A Creator assumes the existence of God. The existence of God presupposes a law-giver, and yet secular Libertarians almost never reference God in defense of their worldview. They can’t and be consistent.
It’s one thing to appeal to a Creator in defense of inalienable rights and the undefined “pursuit of happiness” to keep politicians from ruling our lives, but it’s another thing to ignore the Creator when it comes to moral particulars considering that the Declaration also states that the Creator is “the Supreme Judge of the world.”
When Gillespie and Welch were interviewed by John Stossel, they pushed for the acceptance of “alternative lifestyles,” including homosexual marriage based, I suspect, on non-governmental interference and the God-given right to pursue happiness as long as this pursuit doesn’t hurt anyone else. But if God was the Supreme Judge of a nation like Great Britain and a ruler like King George III in 1776, then why isn’t He the judge of all of us as well? It’s one thing to make the case, as secular Libertarians do, that the State is under moral and jurisdictional restraint in governing in the civil realm, but it’s another thing to exclude individuals from the same moral scrutiny in what they do personally.
While God gets a nod in The Declaration of Independents, He’s never mentioned again except when the authors make the point that America is the most religiously diverse nation in the world. But with all of America’s religious diversity, it seems that religion is irrelevant in shaping any national moral consensus and has led to “everyone doing what is right in his own eyes” (Judges 17:6).
Every signer of the Declaration of Independence, including its author Thomas Jefferson, believed that homosexuality was against “the laws of nature and of nature’s God,” a phrase found in the Declaration. Even the Supreme Court acknowledged that the pursuit of happiness and inalienable rights did not include the moral or civil acceptance of homosexuality. In Bowers vs. Hardwick (1986) the Supreme Court concluded:
Sodomy was a criminal offense at common law and was forbidden by the laws of the original 13 States when they ratified the Bill of Rights. In 1868, when the Fourteenth Amendment was ratified, all but 5 of the 37 States in the Union had criminal sodomy laws.1
So if you are a Libertarian, please don’t try to make your case for homosexuality and homosexual marriage by an appeal to the Declaration of Independence. It can’t be done.
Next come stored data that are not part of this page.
#[derive(Clone, Debug)]
pub struct Config {
    pub database_url: String,
    pub job: String,
    pub api_base: String,
    pub page_limit: i64,
    pub page_offset: i64,
    pub country: String,
    pub refresh_strategy: RefreshStrategy,
    pub search: Option<SearchConfig>,
    pub migrate_on_startup: bool,
}

/// Search store credentials. Present iff SEARCH_HOST is set; indexing is
/// skipped entirely when absent.
#[derive(Clone, Debug)]
pub struct SearchConfig {
    pub host: String,
    pub username: String,
    pub password: String,
}

#[derive(Clone, Copy, Debug, PartialEq, Eq)]
pub enum RefreshStrategy {
    Timestamp,
    Api,
}

impl RefreshStrategy {
    pub fn as_str(&self) -> &'static str {
        match self {
            RefreshStrategy::Timestamp => "timestamp",
            RefreshStrategy::Api => "api",
        }
    }
}

impl Config {
    pub fn from_env() -> anyhow::Result<Self> {
        dotenvy::dotenv().ok();

        let database_url = match std::env::var("DATABASE_URL") {
            Ok(url) if !url.trim().is_empty() => url,
            _ => database_url_from_parts()?,
        };

        let job = env_nonempty("JOBFEED_JOB").unwrap_or_else(|| "ingest".to_string());

        let api_base = env_nonempty("JOBFEED_API_BASE")
            .unwrap_or_else(|| "https://www.wanted.co.kr/api/v4/jobs".to_string());

        let page_limit = env_nonempty("JOBFEED_PAGE_LIMIT")
            .and_then(|s| s.parse().ok())
            .unwrap_or(100);

        let page_offset = env_nonempty("JOBFEED_PAGE_OFFSET")
            .and_then(|s| s.parse().ok())
            .unwrap_or(0);

        let country = env_nonempty("JOBFEED_COUNTRY").unwrap_or_else(|| "kr".to_string());

        let refresh_strategy = match env_nonempty("JOBFEED_REFRESH_STRATEGY").as_deref() {
            None | Some("timestamp") => RefreshStrategy::Timestamp,
            Some("api") => RefreshStrategy::Api,
            Some(other) => {
                anyhow::bail!("JOBFEED_REFRESH_STRATEGY must be 'timestamp' or 'api', got '{other}'")
            }
        };

        let search = match env_nonempty("SEARCH_HOST") {
            Some(host) => {
                let username = env_nonempty("SEARCH_USER")
                    .ok_or_else(|| anyhow::anyhow!("SEARCH_USER is missing (SEARCH_HOST is set)"))?;
                let password = env_nonempty("SEARCH_PASSWORD").ok_or_else(|| {
                    anyhow::anyhow!("SEARCH_PASSWORD is missing (SEARCH_HOST is set)")
                })?;
                Some(SearchConfig {
                    host,
                    username,
                    password,
                })
            }
            None => None,
        };

        let migrate_on_startup = env_bool("JOBFEED_MIGRATE_ON_STARTUP").unwrap_or(false);

        Ok(Self {
            database_url,
            job,
            api_base,
            page_limit,
            page_offset,
            country,
            refresh_strategy,
            search,
            migrate_on_startup,
        })
    }
}

// The original deployment configured the database as separate host/name/user/
// password variables with a fixed port, so both spellings are accepted.
fn database_url_from_parts() -> anyhow::Result<String> {
    let host = require_env("DB_HOST")?;
    let name = require_env("DB_NAME")?;
    let user = require_env("DB_USER")?;
    let password = require_env("DB_PASSWORD")?;
    Ok(format!("postgres://{user}:{password}@{host}:5432/{name}"))
}

fn require_env(key: &str) -> anyhow::Result<String> {
    env_nonempty(key).ok_or_else(|| anyhow::anyhow!("{key} is missing (and DATABASE_URL is unset)"))
}

fn env_nonempty(key: &str) -> Option<String> {
    std::env::var(key).ok().filter(|s| !s.trim().is_empty())
}

fn env_bool(key: &str) -> Option<bool> {
    std::env::var(key)
        .ok()
        .map(|v| matches!(v.to_lowercase().as_str(), "1" | "true" | "yes" | "on"))
}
In addition, to remove God from the discussion won’t help either. Once God is gone, everything becomes permissible and possible, whether it’s consented to or not.
And one last thing. Don’t try to make the case that the Declaration of Independence is not one of our nation’s organic laws. In West’s edition of the U.S. Code, the section on “The Organic Laws of the United States of America” contains such documents as the Declaration of Independence, the Constitution, and the Northwest Ordinance of 1787. The Constitution incorporates the Declaration of Independence into itself by these words: “Done in Convention by the Unanimous Consent of the States present the Seventeenth Day of September in the Year of our Lord one thousand seven hundred and Eighty seven and of the Independence of the United States of America the Twelfth.” The last phrase is a direct reference to the Declaration of Independence.
I’m always amazed that secularists appeal to Thomas Jefferson’s letter to the Danbury Baptists in 1802, written 15 years after the Constitution was drafted, and it’s use of the phrase “separation of church and state,” but they won’t acknowledge the Declaration which is actually a part of the Constitution and was also penned by Jefferson.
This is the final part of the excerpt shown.